Obviously they didn't "permanently" stop anything
I'd posit that these industries are all heavily regulated (with the possible exception of internet search) and the cartels largely propped up by artificial government intervention: patents, copyrights, subsidies, captive regulators, etc. In the case of broadband there are many places where the government allows legal monopolies as long as they serve unprofitable areas. I don't think that many of these companies would exist in a truly "free market".
The government should follow the maxim of "first, do no harm". What government policies are creating and sustaining these cartels? Let's remove or mitigate them. Once we do that then, if we still need to right old wrongs, we can break up monopolies or otherwise take back and redistribute public wealth that was unjustly acquired by these private corporations.

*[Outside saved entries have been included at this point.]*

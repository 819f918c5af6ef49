use std::marker::PhantomData;
use std::ops::Index;
use std::ops::IndexMut;

/// Structure for storing elements of type `Value`, the structure can only be indexed by structures
/// of type `Key`.
///
/// The network uses it to store cells by [`CellId`] and propagators by [`PropagatorId`], which
/// prevents accidentally indexing the cell arena with a propagator identifier.
///
/// [`CellId`]: crate::engine::CellId
/// [`PropagatorId`]: crate::propagation::PropagatorId
#[derive(Debug, Hash, PartialEq, Eq)]
pub struct KeyedVec<Key, Value> {
    /// [PhantomData] to ensure that the [KeyedVec] is bound to the structure
    key: PhantomData<Key>,
    /// Storage of the elements of type `Value`
    elements: Vec<Value>,
}

impl<Key, Value: Clone> Clone for KeyedVec<Key, Value> {
    fn clone(&self) -> Self {
        Self {
            key: PhantomData,
            elements: self.elements.clone(),
        }
    }
}

impl<Key, Value> Default for KeyedVec<Key, Value> {
    fn default() -> Self {
        Self {
            key: PhantomData,
            elements: Vec::default(),
        }
    }
}

impl<Key: StorageKey, Value> KeyedVec<Key, Value> {
    pub fn len(&self) -> usize {
        self.elements.len()
    }

    pub fn is_empty(&self) -> bool {
        self.elements.is_empty()
    }

    /// Add a new value to the vector.
    ///
    /// Returns the key for the inserted value.
    pub fn push(&mut self, value: Value) -> Key {
        self.elements.push(value);

        Key::create_from_index(self.elements.len() - 1)
    }

    /// Returns the value stored under `key`, or `None` if the key was never handed out by this
    /// vector.
    pub fn get(&self, key: Key) -> Option<&Value> {
        self.elements.get(key.index())
    }

    /// Iterate over the values in the vector.
    pub fn iter(&self) -> impl Iterator<Item = &'_ Value> {
        self.elements.iter()
    }

    pub(crate) fn keys(&self) -> impl Iterator<Item = Key> {
        (0..self.elements.len()).map(Key::create_from_index)
    }

    pub(crate) fn iter_mut(&mut self) -> impl Iterator<Item = &'_ mut Value> {
        self.elements.iter_mut()
    }
}

impl<Key: StorageKey, Value: Clone> KeyedVec<Key, Value> {
    /// Grows the vector such that `key` can be used as an index, filling new slots with
    /// `default_value`. Never shrinks.
    pub(crate) fn accomodate(&mut self, key: Key, default_value: Value) {
        if key.index() >= self.elements.len() {
            self.elements.resize(key.index() + 1, default_value);
        }
    }
}

impl<Key: StorageKey, Value> Index<Key> for KeyedVec<Key, Value> {
    type Output = Value;

    fn index(&self, index: Key) -> &Self::Output {
        &self.elements[index.index()]
    }
}

impl<Key: StorageKey, Value> IndexMut<Key> for KeyedVec<Key, Value> {
    fn index_mut(&mut self, index: Key) -> &mut Self::Output {
        &mut self.elements[index.index()]
    }
}

impl StorageKey for usize {
    fn index(&self) -> usize {
        *self
    }

    fn create_from_index(index: usize) -> Self {
        index
    }
}

/// A simple trait which requires that the structures implementing this trait can generate an index.
pub trait StorageKey: Clone {
    fn index(&self) -> usize;

    fn create_from_index(index: usize) -> Self;
}

#[cfg(test)]
mod tests {
    use super::KeyedVec;

    #[test]
    fn pushed_values_are_retrievable_by_their_key() {
        let mut keyed_vec: KeyedVec<usize, &str> = KeyedVec::default();

        let first = keyed_vec.push("first");
        let second = keyed_vec.push("second");

        assert_eq!(keyed_vec[first], "first");
        assert_eq!(keyed_vec[second], "second");
        assert_eq!(keyed_vec.len(), 2);
    }

    #[test]
    fn accomodate_never_shrinks() {
        let mut keyed_vec: KeyedVec<usize, bool> = KeyedVec::default();

        keyed_vec.accomodate(4, false);
        keyed_vec[4] = true;
        keyed_vec.accomodate(1, false);

        assert_eq!(keyed_vec.len(), 5);
        assert!(keyed_vec[4]);
        assert_eq!(keyed_vec.get(7), None);
    }
}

I don't pretend to understand the intricacies of all of the industries but I think I understand some basic principles. I believe that the rich and powerful are mainly rent-seekers. They want to use the government to establish secure income streams at the expense of the masses. They don't want competition or insecurity. It's what the Kings and lords of the middle ages did and it's what the rich and large corporations do today. As long as there are strong central governments they will attempt to hijack them. The more I follow politics the more I lean toward a
Left-Libertarian view.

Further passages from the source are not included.